An internationally-acclaimed speaker and activist, Hannah is regularly commissioned to speak and consult on diversity, sexuality, and disability, having given two TEDx talks (TEDxNHS and TEDxExeter) on the need for diversity in employment and in the NHS. She has written for a variety of publications, including the Guardian, Mirror, Times Red Box, Metro and Yorkshire Post, and has contributed to a number of non-fiction books, having authored chapters on how to support disabled medical students, been interviewed for a range of books on disability and gender, and has also worked as a medical and sensitivity reader for Penguin Random House Publishers.
A Fellow of the Royal Society of Arts, Hannah works to support disabled people in politics, employment, travel, health and education. Hannah brings her experiences as a neurodivergent, Queer, wheelchair-using woman to life for audiences with a combination of wit, motivation and her unique way of seeing the world.

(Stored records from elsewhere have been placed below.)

use super::{CourseId, ProgramSemesterId, TeacherId};
use serde::{Deserialize, Serialize};

/// A course that needs `weekly_hours` of class time assigned.
#[derive(Debug, Clone, PartialEq, Eq, Serialize, Deserialize)]
pub struct CourseInput {
    pub course_id: CourseId,
    pub teacher_id: Option<TeacherId>,
    pub weekly_hours: u32,
    pub program_semester_id: Option<ProgramSemesterId>,
}

impl CourseInput {
    pub fn new(course_id: CourseId, weekly_hours: u32) -> Self {
        Self {
            course_id,
            teacher_id: None,
            weekly_hours,
            program_semester_id: None,
        }
    }

    /// Weekly hours expressed as a minute budget, per §3 of the data model.
    pub fn required_minutes(&self) -> u32 {
        self.weekly_hours * 60
    }
}

#[cfg(test)]
mod tests {
    use super::*;

    #[test]
    fn required_minutes_converts_hours() {
        let course = CourseInput::new(CourseId("c1".into()), 3);
        assert_eq!(course.required_minutes(), 180);
    }
}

Before studying postgraduate medicine, Hannah graduated from Durham University with a BA Hons in Combined Arts (English, with Theology and Arabic), and from Northumbria University with a BSc Hons in Paediatric Nursing.

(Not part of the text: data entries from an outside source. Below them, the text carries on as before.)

use super::compiler::CompiledInput;
use super::greedy::solve_partial_greedy;
use super::score::select_better;
use crate::types::{Constraints, CourseId, CourseInput, RoomInput, SolveResult, TeacherId, TimeslotId};
use std::collections::HashMap;

/// After the first greedy pass, re-prioritizes under-served teachers and
/// re-runs greedy up to twice, keeping the best of all attempts (§4.3).
pub fn solve_with_retry(
    course_order: &[CourseId],
    slot_priority: &[TimeslotId],
    courses: &[CourseInput],
    rooms: &[RoomInput],
    constraints: &Constraints,
    compiled: &CompiledInput,
) -> SolveResult {
    let initial = solve_partial_greedy(course_order, slot_priority, courses, rooms, constraints, compiled);
    if initial.unassigned.is_empty() {
        return initial;
    }

    let mut best = initial;
    let mut order = course_order.to_vec();

    for _ in 0..2 {
        order = reorder_underserved_first(&order, &best, courses, compiled);
        let mut retry = solve_partial_greedy(&order, slot_priority, courses, rooms, constraints, compiled);
        retry.diagnostics.messages.push("Se aplicaron intentos adicionales".to_string());
        best = select_better(best, retry);
        if best.unassigned.is_empty() {
            break;
        }
    }

    best
}

/// Moves courses of teachers whose average daily load is below the mean to
/// the front of `order`, preserving relative order otherwise.
pub(crate) fn reorder_underserved_first(
    order: &[CourseId],
    result: &SolveResult,
    courses: &[CourseInput],
    compiled: &CompiledInput,
) -> Vec<CourseId> {
    let course_by_id: HashMap<&CourseId, &CourseInput> = courses.iter().map(|c| (&c.course_id, c)).collect();

    let mut teacher_minutes: HashMap<&TeacherId, u32> = HashMap::new();
    let mut teacher_days: HashMap<&TeacherId, std::collections::HashSet<u8>> = HashMap::new();
    for a in &result.assignments {
        if let Some(course) = course_by_id.get(&a.course_id) {
            if let Some(teacher) = &course.teacher_id {
                *teacher_minutes.entry(teacher).or_insert(0) += a.duration_minutes;
                let day = compiled.slot(&a.timeslot_id).day;
                teacher_days.entry(teacher).or_default().insert(day);
            }
        }
    }

    let avg_loads: Vec<f64> = teacher_minutes
        .iter()
        .map(|(t, &m)| {
            let days = teacher_days.get(t).map(|d| d.len().max(1)).unwrap_or(1);
            m as f64 / days as f64
        })
        .collect();
    let overall_mean = if avg_loads.is_empty() {
        0.0
    } else {
        avg_loads.iter().sum::<f64>() / avg_loads.len() as f64
    };

    let underserved: std::collections::HashSet<&TeacherId> = teacher_minutes
        .iter()
        .filter(|(t, &m)| {
            let days = teacher_days.get(*t).map(|d| d.len().max(1)).unwrap_or(1);
            (m as f64 / days as f64) < overall_mean
        })
        .map(|(t, _)| *t)
        .collect();

    let mut front = Vec::new();
    let mut back = Vec::new();
    for course_id in order {
        let is_underserved = course_by_id
            .get(course_id)
            .and_then(|c| c.teacher_id.as_ref())
            .map(|t| underserved.contains(t))
            .unwrap_or(false);
        if is_underserved {
            front.push(course_id.clone());
        } else {
            back.push(course_id.clone());
        }
    }
    front.extend(back);
    front
}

Hannah is a Company Member of UN Women UK, an Ambassador of the UK Design Council, disability charity ‘My AFK’, gynaecological cancer charity ‘The Eve Appeal’, and the ‘Good Grief Trust’, as well as a ‘Role Model’ for the Lightyear Foundation.
She regularly works with international, national and local media, (including NBC, BBC Radio 4’s Woman’s Hour, BBC Breakfast and Sky News).
Due to her work on closing the Gender Pay Gap in Medicine, diversifying the medical profession, and disability campaigning, Hannah has been named as one of the Health Service Journal’s 100 Most Influential People in Health, as well as named on the Shaw Trust’s 2018, 2019 and 2020 ‘Power Lists’ – making her one of the 100 most Influential Disabled People in the UK. She is currently writing her first book.